*** Opening of Task inputs ***

//! Foreshadowing definitions - planted hints whose visibility evolves across episodes.

mod state;

pub use state::*;

use serde::{Deserialize, Serialize};

use crate::episode::episode_number;
use crate::error::{ModelError, ModelResult};
use crate::visibility::{AllowedExpression, VisibilityLevel};

/// How indirect a planted hint should feel, from 1 (plain) to 10 (nearly invisible).
#[derive(Debug, Clone, Copy, PartialEq, Eq, PartialOrd, Ord, Hash, Serialize, Deserialize)]
#[serde(try_from = "i64", into = "u8")]
pub struct Subtlety(u8);

impl Subtlety {
    pub const MIN: u8 = 1;
    pub const MAX: u8 = 10;

    /// Create a subtlety rating, rejecting values outside `1..=10`.
    pub fn new(value: i64) -> ModelResult<Self> {
        if (i64::from(Self::MIN)..=i64::from(Self::MAX)).contains(&value) {
            Ok(Self(value as u8))
        } else {
            Err(ModelError::Validation(format!(
                "subtlety must be between {} and {}, got {}",
                Self::MIN,
                Self::MAX,
                value
            )))
        }
    }

    pub fn value(self) -> u8 {
        self.0
    }
}

impl Default for Subtlety {
    fn default() -> Self {
        Self(5)
    }
}

impl TryFrom<i64> for Subtlety {
    type Error = ModelError;

    fn try_from(value: i64) -> Result<Self, Self::Error> {
        Self::new(value)
    }
}

impl From<Subtlety> for u8 {
    fn from(subtlety: Subtlety) -> Self {
        subtlety.0
    }
}

impl std::fmt::Display for Subtlety {
    fn fmt(&self, f: &mut std::fmt::Formatter<'_>) -> std::fmt::Result {
        write!(f, "{}", self.0)
    }
}

/// Narrative status of a foreshadowing.
#[derive(Debug, Clone, Copy, PartialEq, Eq, Hash, PartialOrd, Ord, Default, Serialize, Deserialize)]
#[serde(rename_all = "lowercase")]
pub enum ForeshadowingStatus {
    /// Designed but not yet on the page.
    #[default]
    Registered,
    /// First hint written.
    Planted,
    /// Hint repeated or strengthened.
    Reinforced,
    /// Resolved in the text.
    Revealed,
}

impl ForeshadowingStatus {
    pub fn as_str(&self) -> &'static str {
        match self {
            ForeshadowingStatus::Registered => "registered",
            ForeshadowingStatus::Planted => "planted",
            ForeshadowingStatus::Reinforced => "reinforced",
            ForeshadowingStatus::Revealed => "revealed",
        }
    }

    /// Whether the foreshadowing is live on the page and awaiting payoff.
    pub fn is_active(&self) -> bool {
        matches!(
            self,
            ForeshadowingStatus::Planted | ForeshadowingStatus::Reinforced
        )
    }
}

impl std::fmt::Display for ForeshadowingStatus {
    fn fmt(&self, f: &mut std::fmt::Formatter<'_>) -> std::fmt::Result {
        write!(f, "{}", self.as_str().to_uppercase())
    }
}

/// Kind of narrative device.
#[derive(Debug, Clone, Copy, PartialEq, Eq, Hash, Default, Serialize, Deserialize)]
#[serde(rename_all = "snake_case")]
pub enum ForeshadowingType {
    CharacterSecret,
    PlotTwist,
    Item,
    Relationship,
    Worldbuilding,
    #[default]
    Other,
}

/// Kind of on-page event in a foreshadowing's timeline.
#[derive(Debug, Clone, Copy, PartialEq, Eq, Hash, Serialize, Deserialize)]
#[serde(rename_all = "lowercase")]
pub enum TimelineEventType {
    Plant,
    Reinforce,
    Hint,
    Reveal,
}

impl TimelineEventType {
    pub fn as_str(&self) -> &'static str {
        match self {
            TimelineEventType::Plant => "plant",
            TimelineEventType::Reinforce => "reinforce",
            TimelineEventType::Hint => "hint",
            TimelineEventType::Reveal => "reveal",
        }
    }
}

/// A single on-page mention of a foreshadowing.
#[derive(Debug, Clone, PartialEq, Serialize, Deserialize)]
pub struct TimelineEntry {
    pub episode: String,

    #[serde(rename = "type")]
    pub event_type: TimelineEventType,

    #[serde(default, skip_serializing_if = "Option::is_none")]
    pub date: Option<String>,

    /// The phrase actually used on the page.
    #[serde(default)]
    pub expression: String,

    #[serde(default, skip_serializing_if = "Option::is_none")]
    pub subtlety: Option<Subtlety>,
}

impl TimelineEntry {
    pub fn new(episode: impl Into<String>, event_type: TimelineEventType) -> Self {
        Self {
            episode: episode.into(),
            event_type,
            date: None,
            expression: String::new(),
            subtlety: None,
        }
    }

    pub fn with_expression(mut self, expression: impl Into<String>) -> Self {
        self.expression = expression.into();
        self
    }

    pub fn with_date(mut self, date: impl Into<String>) -> Self {
        self.date = Some(date.into());
        self
    }

    pub fn with_subtlety(mut self, subtlety: Subtlety) -> Self {
        self.subtlety = Some(subtlety);
        self
    }
}

/// Ordered list of on-page events.
#[derive(Debug, Clone, PartialEq, Default, Serialize, Deserialize)]
pub struct ForeshadowingTimeline {
    #[serde(default)]
    pub events: Vec<TimelineEntry>,
}

/// The planned resolution.
#[derive(Debug, Clone, PartialEq, Serialize, Deserialize)]
pub struct Payoff {
    pub content: String,

    #[serde(default, skip_serializing_if = "Option::is_none")]
    pub planned_episode: Option<String>,
}

/// Explicit visibility settings attached to a foreshadowing.
#[derive(Debug, Clone, PartialEq, Default, Serialize, Deserialize)]
pub struct ForeshadowingVisibility {
    /// Explicit level; when set it can only lower the effective visibility.
    #[serde(default, skip_serializing_if = "Option::is_none")]
    pub level: Option<VisibilityLevel>,

    #[serde(default)]
    pub forbidden_expressions: Vec<String>,

    #[serde(default)]
    pub allowed_expressions: Vec<AllowedExpression>,
}

/// A tracked narrative hint.
#[derive(Debug, Clone, PartialEq, Serialize, Deserialize)]
pub struct Foreshadowing {
    pub id: String,
    pub title: String,

    #[serde(rename = "type", default)]
    pub foreshadowing_type: ForeshadowingType,

    #[serde(default)]
    pub status: ForeshadowingStatus,

    #[serde(default)]
    pub subtlety_level: Subtlety,

    #[serde(default, skip_serializing_if = "Option::is_none")]
    pub timeline: Option<ForeshadowingTimeline>,

    #[serde(default, skip_serializing_if = "Option::is_none")]
    pub payoff: Option<Payoff>,

    #[serde(default)]
    pub ai_visibility: ForeshadowingVisibility,
}

impl Foreshadowing {
    /// Create a newly registered foreshadowing.
    pub fn new(id: impl Into<String>, title: impl Into<String>) -> Self {
        Self {
            id: id.into(),
            title: title.into(),
            foreshadowing_type: ForeshadowingType::default(),
            status: ForeshadowingStatus::Registered,
            subtlety_level: Subtlety::default(),
            timeline: None,
            payoff: None,
            ai_visibility: ForeshadowingVisibility::default(),
        }
    }

    /// Parse a foreshadowing document from YAML.
    pub fn from_yaml(yaml: &str) -> Result<Self, serde_yaml::Error> {
        serde_yaml::from_str(yaml)
    }

    pub fn with_type(mut self, foreshadowing_type: ForeshadowingType) -> Self {
        self.foreshadowing_type = foreshadowing_type;
        self
    }

    pub fn with_status(mut self, status: ForeshadowingStatus) -> Self {
        self.status = status;
        self
    }

    /// Set the subtlety level, rejecting values outside `1..=10`.
    pub fn with_subtlety(mut self, subtlety: i64) -> ModelResult<Self> {
        self.subtlety_level = Subtlety::new(subtlety)?;
        Ok(self)
    }

    pub fn with_payoff(mut self, content: impl Into<String>, planned_episode: Option<&str>) -> Self {
        self.payoff = Some(Payoff {
            content: content.into(),
            planned_episode: planned_episode.map(str::to_string),
        });
        self
    }

    pub fn with_visibility_level(mut self, level: VisibilityLevel) -> Self {
        self.ai_visibility.level = Some(level);
        self
    }

    pub fn with_event(mut self, entry: TimelineEntry) -> Self {
        self.add_timeline_event(entry);
        self
    }

    /// Append an on-page event.
    pub fn add_timeline_event(&mut self, entry: TimelineEntry) {
        self.timeline.get_or_insert_with(Default::default).events.push(entry);
    }

    /// Timeline events in recorded order.
    pub fn events(&self) -> &[TimelineEntry] {
        self.timeline
            .as_ref()
            .map(|t| t.events.as_slice())
            .unwrap_or(&[])
    }

    /// The event with the highest episode number (first one wins on ties).
    pub fn last_event(&self) -> Option<&TimelineEntry> {
        self.events().iter().fold(None, |best, entry| match best {
            Some(b) if episode_number(&b.episode) >= episode_number(&entry.episode) => Some(b),
            _ => Some(entry),
        })
    }

    /// The planned payoff episode, if any.
    pub fn planned_payoff_episode(&self) -> Option<&str> {
        self.payoff
            .as_ref()
            .and_then(|p| p.planned_episode.as_deref())
    }
}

*** Close of Task inputs ***

**Task requirements:**
All lines above from the one with "self.foreshadowing_type = foreshadowing_type;" to the one with "self.payoff = Some(Payoff", inclusive, should be copied exactly, and no other lines.

**Response:**
        self.foreshadowing_type = foreshadowing_type;
        self
    }

    pub fn with_status(mut self, status: ForeshadowingStatus) -> Self {
        self.status = status;
        self
    }

    /// Set the subtlety level, rejecting values outside `1..=10`.
    pub fn with_subtlety(mut self, subtlety: i64) -> ModelResult<Self> {
        self.subtlety_level = Subtlety::new(subtlety)?;
        Ok(self)
    }

    pub fn with_payoff(mut self, content: impl Into<String>, planned_episode: Option<&str>) -> Self {
        self.payoff = Some(Payoff {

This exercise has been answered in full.